▶ [Stored data]
○ ○ ○ ○ ○ ○ ○

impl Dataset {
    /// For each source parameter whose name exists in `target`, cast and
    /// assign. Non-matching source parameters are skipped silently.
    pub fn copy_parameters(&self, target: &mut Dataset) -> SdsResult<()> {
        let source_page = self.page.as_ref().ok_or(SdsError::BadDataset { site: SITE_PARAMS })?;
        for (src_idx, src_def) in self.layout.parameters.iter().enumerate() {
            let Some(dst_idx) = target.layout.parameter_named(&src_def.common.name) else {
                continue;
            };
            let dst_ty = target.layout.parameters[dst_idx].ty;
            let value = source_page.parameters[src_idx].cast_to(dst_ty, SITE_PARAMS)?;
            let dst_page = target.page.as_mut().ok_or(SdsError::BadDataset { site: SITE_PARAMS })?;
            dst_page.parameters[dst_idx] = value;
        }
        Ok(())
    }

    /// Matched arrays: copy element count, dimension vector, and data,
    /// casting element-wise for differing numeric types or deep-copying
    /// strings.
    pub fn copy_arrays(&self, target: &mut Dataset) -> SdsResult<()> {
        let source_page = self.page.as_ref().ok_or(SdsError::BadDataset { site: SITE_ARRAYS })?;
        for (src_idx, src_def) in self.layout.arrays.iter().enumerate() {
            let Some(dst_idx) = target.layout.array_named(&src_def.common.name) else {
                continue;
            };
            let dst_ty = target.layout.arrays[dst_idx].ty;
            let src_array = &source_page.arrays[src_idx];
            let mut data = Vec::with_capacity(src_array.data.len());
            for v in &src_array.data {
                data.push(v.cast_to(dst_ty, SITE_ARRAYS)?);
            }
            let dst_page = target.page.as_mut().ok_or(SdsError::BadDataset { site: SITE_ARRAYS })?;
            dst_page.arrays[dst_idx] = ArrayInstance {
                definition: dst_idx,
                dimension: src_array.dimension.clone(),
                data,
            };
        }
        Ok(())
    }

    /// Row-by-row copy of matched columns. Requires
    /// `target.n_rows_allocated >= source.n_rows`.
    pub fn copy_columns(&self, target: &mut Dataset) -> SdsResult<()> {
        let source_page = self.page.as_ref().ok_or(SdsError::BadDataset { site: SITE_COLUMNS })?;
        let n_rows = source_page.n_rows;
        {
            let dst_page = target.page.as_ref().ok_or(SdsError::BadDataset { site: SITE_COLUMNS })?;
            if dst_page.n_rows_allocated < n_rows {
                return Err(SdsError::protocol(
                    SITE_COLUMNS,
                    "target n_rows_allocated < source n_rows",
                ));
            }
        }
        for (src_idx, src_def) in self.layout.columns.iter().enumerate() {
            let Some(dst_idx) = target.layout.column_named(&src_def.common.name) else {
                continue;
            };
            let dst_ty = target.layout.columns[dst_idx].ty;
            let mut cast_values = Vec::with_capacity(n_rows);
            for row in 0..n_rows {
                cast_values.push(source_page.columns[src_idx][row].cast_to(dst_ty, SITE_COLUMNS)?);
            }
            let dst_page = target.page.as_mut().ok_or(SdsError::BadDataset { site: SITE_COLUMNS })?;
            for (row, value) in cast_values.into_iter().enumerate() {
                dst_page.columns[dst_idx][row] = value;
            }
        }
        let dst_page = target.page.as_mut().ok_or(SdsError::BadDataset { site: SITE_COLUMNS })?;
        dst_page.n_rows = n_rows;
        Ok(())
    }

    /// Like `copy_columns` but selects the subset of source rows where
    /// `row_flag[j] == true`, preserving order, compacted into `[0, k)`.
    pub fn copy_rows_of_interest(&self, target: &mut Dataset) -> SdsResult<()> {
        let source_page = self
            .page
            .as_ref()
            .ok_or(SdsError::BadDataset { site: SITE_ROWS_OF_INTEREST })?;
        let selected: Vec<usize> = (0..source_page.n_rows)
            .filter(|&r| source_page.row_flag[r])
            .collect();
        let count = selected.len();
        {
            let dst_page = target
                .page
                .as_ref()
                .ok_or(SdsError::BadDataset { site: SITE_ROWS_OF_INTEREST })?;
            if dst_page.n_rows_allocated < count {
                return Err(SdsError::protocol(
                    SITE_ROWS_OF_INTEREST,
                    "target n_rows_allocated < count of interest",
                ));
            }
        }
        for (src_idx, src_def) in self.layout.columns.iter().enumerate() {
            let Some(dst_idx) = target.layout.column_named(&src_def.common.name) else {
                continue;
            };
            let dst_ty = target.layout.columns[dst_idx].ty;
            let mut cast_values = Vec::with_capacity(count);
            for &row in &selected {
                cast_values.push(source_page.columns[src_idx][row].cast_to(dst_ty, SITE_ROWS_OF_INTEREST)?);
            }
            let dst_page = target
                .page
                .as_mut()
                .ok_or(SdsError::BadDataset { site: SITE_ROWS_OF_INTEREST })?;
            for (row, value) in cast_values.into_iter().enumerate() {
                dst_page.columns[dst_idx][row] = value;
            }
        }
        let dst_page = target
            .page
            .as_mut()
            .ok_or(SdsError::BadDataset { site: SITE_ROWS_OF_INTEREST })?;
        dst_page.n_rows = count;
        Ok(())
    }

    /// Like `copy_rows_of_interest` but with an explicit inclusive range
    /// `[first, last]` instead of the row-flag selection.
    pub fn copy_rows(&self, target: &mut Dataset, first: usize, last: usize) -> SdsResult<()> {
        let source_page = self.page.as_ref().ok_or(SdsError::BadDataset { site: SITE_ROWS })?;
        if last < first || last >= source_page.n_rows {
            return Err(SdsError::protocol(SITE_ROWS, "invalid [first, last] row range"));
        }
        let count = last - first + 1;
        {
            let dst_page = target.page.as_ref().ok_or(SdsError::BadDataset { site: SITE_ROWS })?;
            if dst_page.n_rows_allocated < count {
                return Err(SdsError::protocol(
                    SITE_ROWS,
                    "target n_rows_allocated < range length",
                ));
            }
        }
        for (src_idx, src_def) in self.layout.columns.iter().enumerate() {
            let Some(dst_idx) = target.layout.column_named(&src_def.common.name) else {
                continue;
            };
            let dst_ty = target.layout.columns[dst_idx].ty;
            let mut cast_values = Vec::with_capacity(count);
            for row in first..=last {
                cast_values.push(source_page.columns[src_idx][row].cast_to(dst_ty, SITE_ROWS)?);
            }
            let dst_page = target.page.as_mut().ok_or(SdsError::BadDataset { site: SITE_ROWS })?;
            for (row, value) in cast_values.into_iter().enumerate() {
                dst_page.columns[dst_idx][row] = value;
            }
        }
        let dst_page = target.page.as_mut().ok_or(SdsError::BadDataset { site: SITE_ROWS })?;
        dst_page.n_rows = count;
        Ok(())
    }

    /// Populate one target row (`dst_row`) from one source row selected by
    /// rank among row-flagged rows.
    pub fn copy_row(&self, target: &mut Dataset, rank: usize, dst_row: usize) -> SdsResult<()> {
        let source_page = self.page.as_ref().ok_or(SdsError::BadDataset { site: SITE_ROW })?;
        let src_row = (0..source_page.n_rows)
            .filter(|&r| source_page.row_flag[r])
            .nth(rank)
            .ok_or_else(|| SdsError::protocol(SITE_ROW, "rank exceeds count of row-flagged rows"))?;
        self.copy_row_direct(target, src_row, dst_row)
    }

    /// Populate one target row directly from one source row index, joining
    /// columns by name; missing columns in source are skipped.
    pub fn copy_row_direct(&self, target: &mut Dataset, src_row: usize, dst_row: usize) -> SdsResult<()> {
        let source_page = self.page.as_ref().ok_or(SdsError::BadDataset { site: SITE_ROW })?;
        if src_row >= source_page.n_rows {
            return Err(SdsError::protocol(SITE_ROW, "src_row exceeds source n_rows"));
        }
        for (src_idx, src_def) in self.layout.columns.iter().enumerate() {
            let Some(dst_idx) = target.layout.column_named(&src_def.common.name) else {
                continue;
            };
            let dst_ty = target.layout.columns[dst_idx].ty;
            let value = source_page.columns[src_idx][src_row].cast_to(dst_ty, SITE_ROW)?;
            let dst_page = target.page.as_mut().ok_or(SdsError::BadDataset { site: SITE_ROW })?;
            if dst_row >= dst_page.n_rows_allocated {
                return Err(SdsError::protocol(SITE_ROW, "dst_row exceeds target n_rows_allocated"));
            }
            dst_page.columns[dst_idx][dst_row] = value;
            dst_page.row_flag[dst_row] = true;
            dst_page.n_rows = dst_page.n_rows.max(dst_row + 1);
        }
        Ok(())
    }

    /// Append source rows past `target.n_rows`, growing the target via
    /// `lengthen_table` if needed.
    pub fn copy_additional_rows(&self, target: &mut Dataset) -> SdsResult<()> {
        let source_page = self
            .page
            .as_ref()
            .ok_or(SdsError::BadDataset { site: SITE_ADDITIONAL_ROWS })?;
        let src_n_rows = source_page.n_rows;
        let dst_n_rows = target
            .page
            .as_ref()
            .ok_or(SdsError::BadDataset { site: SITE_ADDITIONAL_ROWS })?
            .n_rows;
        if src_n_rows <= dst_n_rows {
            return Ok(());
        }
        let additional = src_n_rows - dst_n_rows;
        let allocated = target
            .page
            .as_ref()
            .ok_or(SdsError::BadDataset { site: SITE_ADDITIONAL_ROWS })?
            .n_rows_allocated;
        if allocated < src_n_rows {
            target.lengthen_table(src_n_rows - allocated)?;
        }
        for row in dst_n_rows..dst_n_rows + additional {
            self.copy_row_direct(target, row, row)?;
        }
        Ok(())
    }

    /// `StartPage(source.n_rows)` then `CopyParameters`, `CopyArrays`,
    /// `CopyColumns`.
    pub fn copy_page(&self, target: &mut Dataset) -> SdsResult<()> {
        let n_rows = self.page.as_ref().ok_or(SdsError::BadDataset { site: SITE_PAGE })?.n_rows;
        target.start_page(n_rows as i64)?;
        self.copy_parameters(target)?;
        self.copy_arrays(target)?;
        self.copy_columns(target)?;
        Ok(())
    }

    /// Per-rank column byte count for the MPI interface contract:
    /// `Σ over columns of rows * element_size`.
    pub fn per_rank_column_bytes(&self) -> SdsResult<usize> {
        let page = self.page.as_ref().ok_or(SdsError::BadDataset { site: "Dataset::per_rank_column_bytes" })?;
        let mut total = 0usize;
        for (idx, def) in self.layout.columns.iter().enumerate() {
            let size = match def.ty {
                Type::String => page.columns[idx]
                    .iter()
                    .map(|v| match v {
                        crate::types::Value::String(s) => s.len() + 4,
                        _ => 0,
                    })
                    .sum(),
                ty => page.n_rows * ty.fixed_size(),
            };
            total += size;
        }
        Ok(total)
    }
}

○ ○ ○ ○ ○ ○ ○

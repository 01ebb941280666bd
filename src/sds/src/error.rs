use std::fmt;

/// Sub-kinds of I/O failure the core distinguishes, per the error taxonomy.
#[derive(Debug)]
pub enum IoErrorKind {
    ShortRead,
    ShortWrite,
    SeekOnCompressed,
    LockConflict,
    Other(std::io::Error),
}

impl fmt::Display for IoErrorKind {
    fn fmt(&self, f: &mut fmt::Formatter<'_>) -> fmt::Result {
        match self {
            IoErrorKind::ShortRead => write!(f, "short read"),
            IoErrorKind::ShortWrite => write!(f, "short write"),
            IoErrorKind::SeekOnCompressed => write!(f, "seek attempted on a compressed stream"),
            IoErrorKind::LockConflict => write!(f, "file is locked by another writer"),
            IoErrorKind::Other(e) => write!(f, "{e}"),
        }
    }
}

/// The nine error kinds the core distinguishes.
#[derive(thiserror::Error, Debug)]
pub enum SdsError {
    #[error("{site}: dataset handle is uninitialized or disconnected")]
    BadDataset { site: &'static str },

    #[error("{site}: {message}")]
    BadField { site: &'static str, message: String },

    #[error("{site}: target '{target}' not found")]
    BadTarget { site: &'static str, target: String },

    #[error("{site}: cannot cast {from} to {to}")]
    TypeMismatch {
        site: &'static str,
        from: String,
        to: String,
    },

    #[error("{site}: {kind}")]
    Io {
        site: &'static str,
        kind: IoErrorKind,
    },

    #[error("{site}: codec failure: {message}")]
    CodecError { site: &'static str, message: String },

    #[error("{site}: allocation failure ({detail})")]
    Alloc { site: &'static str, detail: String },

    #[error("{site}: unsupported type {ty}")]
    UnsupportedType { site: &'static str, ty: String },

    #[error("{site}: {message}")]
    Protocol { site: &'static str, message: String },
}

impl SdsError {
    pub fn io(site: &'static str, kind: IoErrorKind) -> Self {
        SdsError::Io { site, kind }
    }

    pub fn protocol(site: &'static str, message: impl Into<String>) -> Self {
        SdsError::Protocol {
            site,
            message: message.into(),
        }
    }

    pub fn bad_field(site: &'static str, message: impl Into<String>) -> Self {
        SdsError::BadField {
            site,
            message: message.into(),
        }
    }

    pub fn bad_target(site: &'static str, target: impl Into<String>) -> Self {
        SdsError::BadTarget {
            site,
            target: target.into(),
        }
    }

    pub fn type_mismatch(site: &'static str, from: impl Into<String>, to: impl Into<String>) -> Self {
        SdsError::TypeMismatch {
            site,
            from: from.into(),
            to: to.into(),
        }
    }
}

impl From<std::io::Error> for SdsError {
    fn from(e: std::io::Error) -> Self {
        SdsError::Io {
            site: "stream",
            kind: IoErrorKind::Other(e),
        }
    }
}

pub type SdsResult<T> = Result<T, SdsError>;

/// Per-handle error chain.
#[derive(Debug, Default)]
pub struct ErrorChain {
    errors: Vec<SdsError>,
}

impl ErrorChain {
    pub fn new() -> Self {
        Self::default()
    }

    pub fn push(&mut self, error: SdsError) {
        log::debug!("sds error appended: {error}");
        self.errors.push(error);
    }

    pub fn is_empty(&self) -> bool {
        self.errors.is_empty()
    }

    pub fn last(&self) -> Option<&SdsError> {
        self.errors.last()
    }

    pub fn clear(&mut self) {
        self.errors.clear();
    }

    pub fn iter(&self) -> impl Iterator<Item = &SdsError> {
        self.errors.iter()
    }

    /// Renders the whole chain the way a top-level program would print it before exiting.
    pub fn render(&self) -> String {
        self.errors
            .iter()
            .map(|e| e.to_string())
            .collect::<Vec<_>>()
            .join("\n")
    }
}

○ ○ ○ ○ ○ ○ ○

▶ [Exercise brief]
Output the number of lines in the records above that contain the string "errors", and no other text.

▶ [Exercise solution]
7